:: Requirement ::
Repeat exactly the lines below that lie between the line with "loaded into the" and the line with "this link in", counting both of those lines as part of the answer.

※ ※ ※

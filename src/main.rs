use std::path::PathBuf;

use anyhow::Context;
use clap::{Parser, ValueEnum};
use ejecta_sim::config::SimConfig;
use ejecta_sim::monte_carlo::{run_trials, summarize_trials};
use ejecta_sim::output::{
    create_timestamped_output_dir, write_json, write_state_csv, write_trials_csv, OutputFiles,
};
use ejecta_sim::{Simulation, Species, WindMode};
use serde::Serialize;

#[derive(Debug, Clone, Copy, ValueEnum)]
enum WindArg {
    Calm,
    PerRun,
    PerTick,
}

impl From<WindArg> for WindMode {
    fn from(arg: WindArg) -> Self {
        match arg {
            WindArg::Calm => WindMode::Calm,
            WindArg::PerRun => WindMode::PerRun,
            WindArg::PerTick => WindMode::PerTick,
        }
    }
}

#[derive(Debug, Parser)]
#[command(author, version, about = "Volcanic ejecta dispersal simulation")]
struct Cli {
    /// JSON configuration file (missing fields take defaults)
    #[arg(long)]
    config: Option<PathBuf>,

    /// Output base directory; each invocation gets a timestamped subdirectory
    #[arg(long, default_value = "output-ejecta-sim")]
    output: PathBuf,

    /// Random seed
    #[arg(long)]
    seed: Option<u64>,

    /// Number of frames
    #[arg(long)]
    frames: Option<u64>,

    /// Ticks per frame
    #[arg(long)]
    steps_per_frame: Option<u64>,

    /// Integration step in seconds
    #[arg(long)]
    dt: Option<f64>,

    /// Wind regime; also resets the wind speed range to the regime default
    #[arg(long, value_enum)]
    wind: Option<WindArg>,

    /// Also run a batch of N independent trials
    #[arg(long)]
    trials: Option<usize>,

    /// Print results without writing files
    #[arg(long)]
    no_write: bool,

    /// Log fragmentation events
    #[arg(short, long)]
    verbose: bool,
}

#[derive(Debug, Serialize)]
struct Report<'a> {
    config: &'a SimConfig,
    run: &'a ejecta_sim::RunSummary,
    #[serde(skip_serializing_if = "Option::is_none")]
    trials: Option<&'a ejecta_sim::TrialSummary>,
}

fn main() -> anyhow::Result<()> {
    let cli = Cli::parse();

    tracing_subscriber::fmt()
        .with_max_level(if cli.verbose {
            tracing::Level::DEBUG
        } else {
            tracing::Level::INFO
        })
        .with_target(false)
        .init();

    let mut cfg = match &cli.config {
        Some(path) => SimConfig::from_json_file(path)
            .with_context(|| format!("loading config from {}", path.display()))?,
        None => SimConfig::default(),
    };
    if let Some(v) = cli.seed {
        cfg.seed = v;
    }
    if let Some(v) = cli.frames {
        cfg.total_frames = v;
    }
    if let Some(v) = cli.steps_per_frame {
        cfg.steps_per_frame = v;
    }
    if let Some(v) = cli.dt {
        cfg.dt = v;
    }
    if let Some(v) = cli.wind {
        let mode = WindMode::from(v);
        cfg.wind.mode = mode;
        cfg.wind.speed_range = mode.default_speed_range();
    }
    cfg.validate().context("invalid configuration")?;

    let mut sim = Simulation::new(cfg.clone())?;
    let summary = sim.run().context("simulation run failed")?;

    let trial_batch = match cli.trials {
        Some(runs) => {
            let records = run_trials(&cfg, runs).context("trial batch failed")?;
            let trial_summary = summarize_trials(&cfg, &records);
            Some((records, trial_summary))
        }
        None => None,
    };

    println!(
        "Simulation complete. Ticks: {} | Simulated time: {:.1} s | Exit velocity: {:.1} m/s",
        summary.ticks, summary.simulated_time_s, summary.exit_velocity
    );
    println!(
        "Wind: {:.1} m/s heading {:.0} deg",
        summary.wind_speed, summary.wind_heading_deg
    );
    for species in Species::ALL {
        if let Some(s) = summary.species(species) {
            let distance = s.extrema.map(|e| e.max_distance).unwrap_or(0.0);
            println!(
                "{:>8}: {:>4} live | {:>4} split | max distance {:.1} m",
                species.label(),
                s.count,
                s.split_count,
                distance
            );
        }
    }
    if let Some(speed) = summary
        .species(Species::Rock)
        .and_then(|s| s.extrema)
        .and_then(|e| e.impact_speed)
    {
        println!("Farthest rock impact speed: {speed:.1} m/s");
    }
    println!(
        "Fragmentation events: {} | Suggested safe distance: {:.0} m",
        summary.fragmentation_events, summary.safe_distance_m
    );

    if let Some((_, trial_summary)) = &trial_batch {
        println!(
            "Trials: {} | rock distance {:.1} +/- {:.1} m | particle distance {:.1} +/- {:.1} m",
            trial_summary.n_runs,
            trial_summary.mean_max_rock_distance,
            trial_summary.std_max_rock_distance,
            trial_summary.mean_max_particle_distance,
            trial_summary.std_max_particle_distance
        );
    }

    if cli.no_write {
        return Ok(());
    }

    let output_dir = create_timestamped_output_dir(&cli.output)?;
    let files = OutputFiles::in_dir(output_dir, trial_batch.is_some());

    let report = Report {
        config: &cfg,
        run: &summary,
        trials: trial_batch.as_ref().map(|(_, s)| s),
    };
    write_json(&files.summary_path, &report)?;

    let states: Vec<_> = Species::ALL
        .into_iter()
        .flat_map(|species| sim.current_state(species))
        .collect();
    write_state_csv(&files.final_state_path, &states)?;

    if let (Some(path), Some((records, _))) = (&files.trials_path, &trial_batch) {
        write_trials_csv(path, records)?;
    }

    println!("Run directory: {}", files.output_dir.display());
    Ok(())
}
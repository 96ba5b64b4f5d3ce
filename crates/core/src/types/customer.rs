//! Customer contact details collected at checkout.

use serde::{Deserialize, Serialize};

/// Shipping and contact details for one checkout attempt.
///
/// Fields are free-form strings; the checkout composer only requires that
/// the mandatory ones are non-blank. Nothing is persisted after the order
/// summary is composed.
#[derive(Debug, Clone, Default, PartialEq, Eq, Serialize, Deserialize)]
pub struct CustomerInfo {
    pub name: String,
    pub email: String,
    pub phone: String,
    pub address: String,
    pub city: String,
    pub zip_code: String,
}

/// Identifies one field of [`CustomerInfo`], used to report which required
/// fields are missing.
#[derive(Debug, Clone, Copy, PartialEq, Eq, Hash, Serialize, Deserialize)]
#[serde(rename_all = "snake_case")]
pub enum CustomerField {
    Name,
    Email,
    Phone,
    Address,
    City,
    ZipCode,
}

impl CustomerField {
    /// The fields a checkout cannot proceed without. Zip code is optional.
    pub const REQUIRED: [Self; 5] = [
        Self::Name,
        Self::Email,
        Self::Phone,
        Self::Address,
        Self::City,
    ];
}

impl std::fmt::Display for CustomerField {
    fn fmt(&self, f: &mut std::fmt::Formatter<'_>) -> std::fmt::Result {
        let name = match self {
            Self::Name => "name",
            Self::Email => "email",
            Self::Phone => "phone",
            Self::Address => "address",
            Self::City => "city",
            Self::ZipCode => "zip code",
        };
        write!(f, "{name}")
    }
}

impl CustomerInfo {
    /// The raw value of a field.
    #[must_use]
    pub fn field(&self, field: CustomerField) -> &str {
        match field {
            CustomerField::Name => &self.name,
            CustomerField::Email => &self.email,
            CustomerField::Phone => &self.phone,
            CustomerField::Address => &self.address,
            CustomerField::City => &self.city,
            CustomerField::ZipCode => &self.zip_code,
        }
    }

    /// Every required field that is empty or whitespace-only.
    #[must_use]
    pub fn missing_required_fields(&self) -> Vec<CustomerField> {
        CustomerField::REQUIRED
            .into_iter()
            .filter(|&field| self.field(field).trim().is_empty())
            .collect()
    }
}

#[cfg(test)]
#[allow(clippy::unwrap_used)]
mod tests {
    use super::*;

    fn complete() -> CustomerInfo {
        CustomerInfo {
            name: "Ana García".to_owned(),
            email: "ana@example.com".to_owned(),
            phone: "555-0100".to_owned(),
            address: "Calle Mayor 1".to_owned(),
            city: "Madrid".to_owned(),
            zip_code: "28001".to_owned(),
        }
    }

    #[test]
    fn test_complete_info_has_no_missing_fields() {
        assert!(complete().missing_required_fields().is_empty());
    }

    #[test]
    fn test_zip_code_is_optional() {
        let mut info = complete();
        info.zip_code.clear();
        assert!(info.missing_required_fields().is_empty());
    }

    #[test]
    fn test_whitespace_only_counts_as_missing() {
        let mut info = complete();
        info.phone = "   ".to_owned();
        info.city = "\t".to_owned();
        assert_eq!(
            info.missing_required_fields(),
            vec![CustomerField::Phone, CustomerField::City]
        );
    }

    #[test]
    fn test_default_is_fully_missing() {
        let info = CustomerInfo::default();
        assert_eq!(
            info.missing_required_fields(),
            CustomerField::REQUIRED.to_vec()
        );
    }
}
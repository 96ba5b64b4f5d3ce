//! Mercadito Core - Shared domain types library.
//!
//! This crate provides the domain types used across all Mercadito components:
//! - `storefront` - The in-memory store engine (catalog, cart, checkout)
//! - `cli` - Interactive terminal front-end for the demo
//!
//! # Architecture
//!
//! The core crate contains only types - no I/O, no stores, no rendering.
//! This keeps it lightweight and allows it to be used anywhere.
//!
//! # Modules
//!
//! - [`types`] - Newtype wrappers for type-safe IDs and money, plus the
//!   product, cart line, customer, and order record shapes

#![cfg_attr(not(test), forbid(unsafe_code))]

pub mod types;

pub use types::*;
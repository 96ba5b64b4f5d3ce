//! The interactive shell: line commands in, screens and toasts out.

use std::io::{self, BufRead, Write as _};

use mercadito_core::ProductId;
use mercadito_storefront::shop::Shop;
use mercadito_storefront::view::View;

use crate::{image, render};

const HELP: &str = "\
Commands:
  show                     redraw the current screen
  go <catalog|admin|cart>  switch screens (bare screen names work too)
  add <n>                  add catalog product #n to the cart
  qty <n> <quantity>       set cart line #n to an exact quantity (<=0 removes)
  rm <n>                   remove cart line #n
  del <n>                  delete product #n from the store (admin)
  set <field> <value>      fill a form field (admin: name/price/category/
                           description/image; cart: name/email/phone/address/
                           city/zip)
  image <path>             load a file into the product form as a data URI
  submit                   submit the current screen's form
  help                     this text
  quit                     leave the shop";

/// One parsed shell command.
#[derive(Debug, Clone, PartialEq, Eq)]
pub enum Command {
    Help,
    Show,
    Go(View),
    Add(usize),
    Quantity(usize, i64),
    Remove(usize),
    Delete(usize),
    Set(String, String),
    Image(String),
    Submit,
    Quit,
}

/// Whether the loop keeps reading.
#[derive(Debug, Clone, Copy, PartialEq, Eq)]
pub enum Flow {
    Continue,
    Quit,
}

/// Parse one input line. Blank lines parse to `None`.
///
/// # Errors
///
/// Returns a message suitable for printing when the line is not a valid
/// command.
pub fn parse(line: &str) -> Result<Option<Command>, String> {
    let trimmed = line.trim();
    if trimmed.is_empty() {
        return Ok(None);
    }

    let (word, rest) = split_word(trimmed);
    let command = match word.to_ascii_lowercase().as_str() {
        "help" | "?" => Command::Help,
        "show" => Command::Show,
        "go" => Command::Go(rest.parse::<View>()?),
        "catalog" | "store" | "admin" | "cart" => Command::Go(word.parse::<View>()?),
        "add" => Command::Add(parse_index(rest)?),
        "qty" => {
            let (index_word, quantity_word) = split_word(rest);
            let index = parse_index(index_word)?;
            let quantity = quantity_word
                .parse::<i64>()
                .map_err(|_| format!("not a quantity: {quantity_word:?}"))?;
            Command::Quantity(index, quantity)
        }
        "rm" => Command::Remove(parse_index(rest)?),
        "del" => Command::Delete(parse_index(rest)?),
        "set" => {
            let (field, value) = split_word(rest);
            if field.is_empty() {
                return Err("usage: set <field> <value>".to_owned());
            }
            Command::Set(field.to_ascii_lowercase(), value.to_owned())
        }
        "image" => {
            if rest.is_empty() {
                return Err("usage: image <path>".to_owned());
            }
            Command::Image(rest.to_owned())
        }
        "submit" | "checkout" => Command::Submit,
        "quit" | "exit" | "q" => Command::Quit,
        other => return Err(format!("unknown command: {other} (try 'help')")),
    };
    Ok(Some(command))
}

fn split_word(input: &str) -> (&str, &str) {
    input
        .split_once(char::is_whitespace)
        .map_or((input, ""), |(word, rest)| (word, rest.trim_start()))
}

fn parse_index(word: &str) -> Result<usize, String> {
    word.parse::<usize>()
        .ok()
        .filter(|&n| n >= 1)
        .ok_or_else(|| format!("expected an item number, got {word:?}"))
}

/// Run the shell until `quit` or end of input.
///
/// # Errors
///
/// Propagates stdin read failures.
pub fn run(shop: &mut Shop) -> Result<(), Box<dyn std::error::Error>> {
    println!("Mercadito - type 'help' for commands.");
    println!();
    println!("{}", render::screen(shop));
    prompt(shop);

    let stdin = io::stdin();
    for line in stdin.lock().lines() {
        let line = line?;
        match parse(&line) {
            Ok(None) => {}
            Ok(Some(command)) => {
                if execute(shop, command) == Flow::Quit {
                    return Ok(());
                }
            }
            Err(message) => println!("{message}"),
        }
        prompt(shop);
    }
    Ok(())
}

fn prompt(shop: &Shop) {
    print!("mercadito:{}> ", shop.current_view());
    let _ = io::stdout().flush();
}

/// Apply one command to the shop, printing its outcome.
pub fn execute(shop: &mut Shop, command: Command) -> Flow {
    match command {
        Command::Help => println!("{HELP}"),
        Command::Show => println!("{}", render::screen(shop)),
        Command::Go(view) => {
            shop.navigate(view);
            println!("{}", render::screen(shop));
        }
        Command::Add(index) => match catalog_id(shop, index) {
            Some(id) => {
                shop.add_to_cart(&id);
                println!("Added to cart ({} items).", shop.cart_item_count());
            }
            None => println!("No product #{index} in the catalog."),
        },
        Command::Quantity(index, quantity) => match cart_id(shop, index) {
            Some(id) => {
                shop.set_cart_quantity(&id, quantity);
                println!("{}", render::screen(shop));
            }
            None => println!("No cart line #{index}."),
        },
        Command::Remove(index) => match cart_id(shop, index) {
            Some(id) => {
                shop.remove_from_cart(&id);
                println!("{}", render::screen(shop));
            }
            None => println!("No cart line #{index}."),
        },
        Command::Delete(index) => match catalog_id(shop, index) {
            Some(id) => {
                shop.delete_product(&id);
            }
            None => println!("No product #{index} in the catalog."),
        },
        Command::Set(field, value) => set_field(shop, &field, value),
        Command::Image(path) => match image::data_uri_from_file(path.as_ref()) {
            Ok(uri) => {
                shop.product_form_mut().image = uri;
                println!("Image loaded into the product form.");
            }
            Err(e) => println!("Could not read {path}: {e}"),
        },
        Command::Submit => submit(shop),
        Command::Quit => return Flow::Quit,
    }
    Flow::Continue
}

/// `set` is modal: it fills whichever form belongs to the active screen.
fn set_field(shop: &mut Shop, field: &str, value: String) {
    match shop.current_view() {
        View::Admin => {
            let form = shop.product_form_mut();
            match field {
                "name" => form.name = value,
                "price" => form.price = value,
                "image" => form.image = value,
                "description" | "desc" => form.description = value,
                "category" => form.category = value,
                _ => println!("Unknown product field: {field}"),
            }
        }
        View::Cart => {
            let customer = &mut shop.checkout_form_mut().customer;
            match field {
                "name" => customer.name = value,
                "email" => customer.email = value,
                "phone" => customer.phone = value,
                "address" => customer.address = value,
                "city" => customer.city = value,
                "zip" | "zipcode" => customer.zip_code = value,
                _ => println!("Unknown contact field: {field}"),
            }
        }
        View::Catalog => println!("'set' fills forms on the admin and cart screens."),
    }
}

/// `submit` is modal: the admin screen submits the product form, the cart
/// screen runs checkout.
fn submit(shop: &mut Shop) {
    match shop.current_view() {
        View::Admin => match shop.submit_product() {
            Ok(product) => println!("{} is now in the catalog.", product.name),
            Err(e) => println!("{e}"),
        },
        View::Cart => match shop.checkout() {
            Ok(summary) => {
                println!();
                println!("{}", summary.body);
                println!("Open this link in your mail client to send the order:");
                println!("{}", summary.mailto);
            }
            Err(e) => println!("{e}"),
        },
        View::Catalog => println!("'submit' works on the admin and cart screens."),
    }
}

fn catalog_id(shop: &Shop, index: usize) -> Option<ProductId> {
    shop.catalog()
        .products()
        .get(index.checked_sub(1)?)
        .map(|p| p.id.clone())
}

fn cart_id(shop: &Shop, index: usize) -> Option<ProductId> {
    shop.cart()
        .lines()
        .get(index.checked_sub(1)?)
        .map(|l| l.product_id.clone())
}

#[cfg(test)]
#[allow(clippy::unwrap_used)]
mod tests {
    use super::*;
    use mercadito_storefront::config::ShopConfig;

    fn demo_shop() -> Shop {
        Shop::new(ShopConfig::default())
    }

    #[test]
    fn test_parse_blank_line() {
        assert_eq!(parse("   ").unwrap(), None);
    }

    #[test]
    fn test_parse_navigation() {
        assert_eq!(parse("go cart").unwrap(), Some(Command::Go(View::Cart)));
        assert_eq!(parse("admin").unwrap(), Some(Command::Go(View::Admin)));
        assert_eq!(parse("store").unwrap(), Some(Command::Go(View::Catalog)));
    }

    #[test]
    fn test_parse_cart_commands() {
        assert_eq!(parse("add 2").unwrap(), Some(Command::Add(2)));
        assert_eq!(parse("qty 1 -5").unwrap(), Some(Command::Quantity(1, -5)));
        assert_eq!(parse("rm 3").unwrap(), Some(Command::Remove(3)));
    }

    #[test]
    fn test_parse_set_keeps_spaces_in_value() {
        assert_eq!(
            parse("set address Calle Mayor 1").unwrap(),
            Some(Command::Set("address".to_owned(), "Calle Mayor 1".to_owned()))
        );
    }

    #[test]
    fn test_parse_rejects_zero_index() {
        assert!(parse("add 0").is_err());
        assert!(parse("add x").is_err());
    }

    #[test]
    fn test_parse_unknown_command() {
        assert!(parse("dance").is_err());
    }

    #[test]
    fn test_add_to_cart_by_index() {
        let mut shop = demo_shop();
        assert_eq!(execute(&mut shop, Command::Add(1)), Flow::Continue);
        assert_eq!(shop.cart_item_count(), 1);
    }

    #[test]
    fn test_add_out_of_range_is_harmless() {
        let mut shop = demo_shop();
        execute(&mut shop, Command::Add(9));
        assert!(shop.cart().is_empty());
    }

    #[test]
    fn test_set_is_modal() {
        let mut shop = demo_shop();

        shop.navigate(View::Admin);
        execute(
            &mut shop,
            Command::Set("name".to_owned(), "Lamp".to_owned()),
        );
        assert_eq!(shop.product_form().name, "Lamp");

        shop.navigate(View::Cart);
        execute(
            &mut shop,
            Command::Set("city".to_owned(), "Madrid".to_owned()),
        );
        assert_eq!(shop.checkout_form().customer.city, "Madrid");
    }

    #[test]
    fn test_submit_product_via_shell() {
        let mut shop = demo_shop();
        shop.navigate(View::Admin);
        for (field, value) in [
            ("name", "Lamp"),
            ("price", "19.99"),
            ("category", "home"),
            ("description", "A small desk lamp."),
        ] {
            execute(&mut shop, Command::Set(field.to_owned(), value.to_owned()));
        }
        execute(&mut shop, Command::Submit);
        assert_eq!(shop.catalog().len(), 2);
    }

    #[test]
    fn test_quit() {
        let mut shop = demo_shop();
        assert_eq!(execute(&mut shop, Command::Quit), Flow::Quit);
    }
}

※ ※ ※

:: Exercise answer ::
                println!("Image loaded into the product form.");
            }
            Err(e) => println!("Could not read {path}: {e}"),
        },
        Command::Submit => submit(shop),
        Command::Quit => return Flow::Quit,
    }
    Flow::Continue
}

/// `set` is modal: it fills whichever form belongs to the active screen.
fn set_field(shop: &mut Shop, field: &str, value: String) {
    match shop.current_view() {
        View::Admin => {
            let form = shop.product_form_mut();
            match field {
                "name" => form.name = value,
                "price" => form.price = value,
                "image" => form.image = value,
                "description" | "desc" => form.description = value,
                "category" => form.category = value,
                _ => println!("Unknown product field: {field}"),
            }
        }
        View::Cart => {
            let customer = &mut shop.checkout_form_mut().customer;
            match field {
                "name" => customer.name = value,
                "email" => customer.email = value,
                "phone" => customer.phone = value,
                "address" => customer.address = value,
                "city" => customer.city = value,
                "zip" | "zipcode" => customer.zip_code = value,
                _ => println!("Unknown contact field: {field}"),
            }
        }
        View::Catalog => println!("'set' fills forms on the admin and cart screens."),
    }
}

/// `submit` is modal: the admin screen submits the product form, the cart
/// screen runs checkout.
fn submit(shop: &mut Shop) {
    match shop.current_view() {
        View::Admin => match shop.submit_product() {
            Ok(product) => println!("{} is now in the catalog.", product.name),
            Err(e) => println!("{e}"),
        },
        View::Cart => match shop.checkout() {
            Ok(summary) => {
                println!();
                println!("{}", summary.body);
                println!("Open this link in your mail client to send the order:");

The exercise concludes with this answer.